-- Opening Marker --
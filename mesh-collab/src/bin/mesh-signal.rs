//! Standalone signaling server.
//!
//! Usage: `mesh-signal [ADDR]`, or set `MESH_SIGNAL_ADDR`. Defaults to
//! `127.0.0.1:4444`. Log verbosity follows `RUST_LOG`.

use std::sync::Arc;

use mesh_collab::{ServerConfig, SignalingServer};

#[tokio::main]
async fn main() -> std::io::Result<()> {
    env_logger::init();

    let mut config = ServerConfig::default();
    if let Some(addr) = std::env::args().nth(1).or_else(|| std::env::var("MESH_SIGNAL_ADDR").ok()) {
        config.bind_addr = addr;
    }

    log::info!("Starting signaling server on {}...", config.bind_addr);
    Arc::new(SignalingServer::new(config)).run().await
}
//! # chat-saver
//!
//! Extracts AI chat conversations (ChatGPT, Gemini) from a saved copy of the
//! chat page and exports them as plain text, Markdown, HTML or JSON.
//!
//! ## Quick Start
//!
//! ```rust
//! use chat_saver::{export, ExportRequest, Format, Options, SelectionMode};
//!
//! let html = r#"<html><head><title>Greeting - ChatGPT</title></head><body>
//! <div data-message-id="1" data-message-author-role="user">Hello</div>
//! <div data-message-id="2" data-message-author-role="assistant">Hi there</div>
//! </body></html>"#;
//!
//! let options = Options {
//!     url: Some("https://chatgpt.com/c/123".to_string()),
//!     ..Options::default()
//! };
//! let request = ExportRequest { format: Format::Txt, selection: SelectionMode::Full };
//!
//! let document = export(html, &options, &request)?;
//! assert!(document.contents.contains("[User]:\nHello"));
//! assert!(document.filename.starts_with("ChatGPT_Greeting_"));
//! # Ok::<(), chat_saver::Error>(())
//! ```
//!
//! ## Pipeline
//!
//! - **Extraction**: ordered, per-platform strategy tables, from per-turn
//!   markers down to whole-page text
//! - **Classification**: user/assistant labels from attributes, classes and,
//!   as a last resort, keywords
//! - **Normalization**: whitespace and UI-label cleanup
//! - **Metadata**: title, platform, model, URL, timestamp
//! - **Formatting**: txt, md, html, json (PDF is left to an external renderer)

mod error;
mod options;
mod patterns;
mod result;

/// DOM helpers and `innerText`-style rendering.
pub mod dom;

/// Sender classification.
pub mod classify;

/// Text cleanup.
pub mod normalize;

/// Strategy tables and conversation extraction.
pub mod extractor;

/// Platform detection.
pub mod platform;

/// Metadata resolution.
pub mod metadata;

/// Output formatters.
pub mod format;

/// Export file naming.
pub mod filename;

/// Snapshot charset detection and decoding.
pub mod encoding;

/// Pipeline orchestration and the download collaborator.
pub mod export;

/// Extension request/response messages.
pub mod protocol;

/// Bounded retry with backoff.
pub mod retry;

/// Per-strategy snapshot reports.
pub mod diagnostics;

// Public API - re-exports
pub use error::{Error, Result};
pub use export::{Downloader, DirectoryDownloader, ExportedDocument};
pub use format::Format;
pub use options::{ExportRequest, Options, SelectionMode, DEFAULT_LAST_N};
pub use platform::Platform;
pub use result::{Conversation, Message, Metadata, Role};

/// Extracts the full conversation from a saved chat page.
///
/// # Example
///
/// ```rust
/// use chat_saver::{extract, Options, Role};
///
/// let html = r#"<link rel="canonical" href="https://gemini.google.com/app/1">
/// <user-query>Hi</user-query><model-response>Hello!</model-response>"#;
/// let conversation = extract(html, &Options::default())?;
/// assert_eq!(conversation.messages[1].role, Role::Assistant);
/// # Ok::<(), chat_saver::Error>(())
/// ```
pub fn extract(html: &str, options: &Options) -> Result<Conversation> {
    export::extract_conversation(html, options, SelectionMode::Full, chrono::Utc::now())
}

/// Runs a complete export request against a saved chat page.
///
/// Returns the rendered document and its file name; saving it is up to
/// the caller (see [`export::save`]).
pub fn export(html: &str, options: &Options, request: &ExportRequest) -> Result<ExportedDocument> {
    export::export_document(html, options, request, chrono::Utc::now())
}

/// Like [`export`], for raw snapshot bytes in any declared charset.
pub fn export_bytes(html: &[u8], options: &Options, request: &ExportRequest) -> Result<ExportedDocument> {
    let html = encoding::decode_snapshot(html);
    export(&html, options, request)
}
-- Closing Marker --
Look above for the line with "pub mod protocol;" and the line with "export(html: &str, options: &Options, request: &ExportRequest)". Write out those two lines and all the lines between them, exactly, and no others.

pub mod protocol;

/// Bounded retry with backoff.
pub mod retry;

/// Per-strategy snapshot reports.
pub mod diagnostics;

// Public API - re-exports
pub use error::{Error, Result};
pub use export::{Downloader, DirectoryDownloader, ExportedDocument};
pub use format::Format;
pub use options::{ExportRequest, Options, SelectionMode, DEFAULT_LAST_N};
pub use platform::Platform;
pub use result::{Conversation, Message, Metadata, Role};

/// Extracts the full conversation from a saved chat page.
///
/// # Example
///
/// ```rust
/// use chat_saver::{extract, Options, Role};
///
/// let html = r#"<link rel="canonical" href="https://gemini.google.com/app/1">
/// <user-query>Hi</user-query><model-response>Hello!</model-response>"#;
/// let conversation = extract(html, &Options::default())?;
/// assert_eq!(conversation.messages[1].role, Role::Assistant);
/// # Ok::<(), chat_saver::Error>(())
/// ```
pub fn extract(html: &str, options: &Options) -> Result<Conversation> {
    export::extract_conversation(html, options, SelectionMode::Full, chrono::Utc::now())
}

/// Runs a complete export request against a saved chat page.
///
/// Returns the rendered document and its file name; saving it is up to
/// the caller (see [`export::save`]).
pub fn export(html: &str, options: &Options, request: &ExportRequest) -> Result<ExportedDocument> {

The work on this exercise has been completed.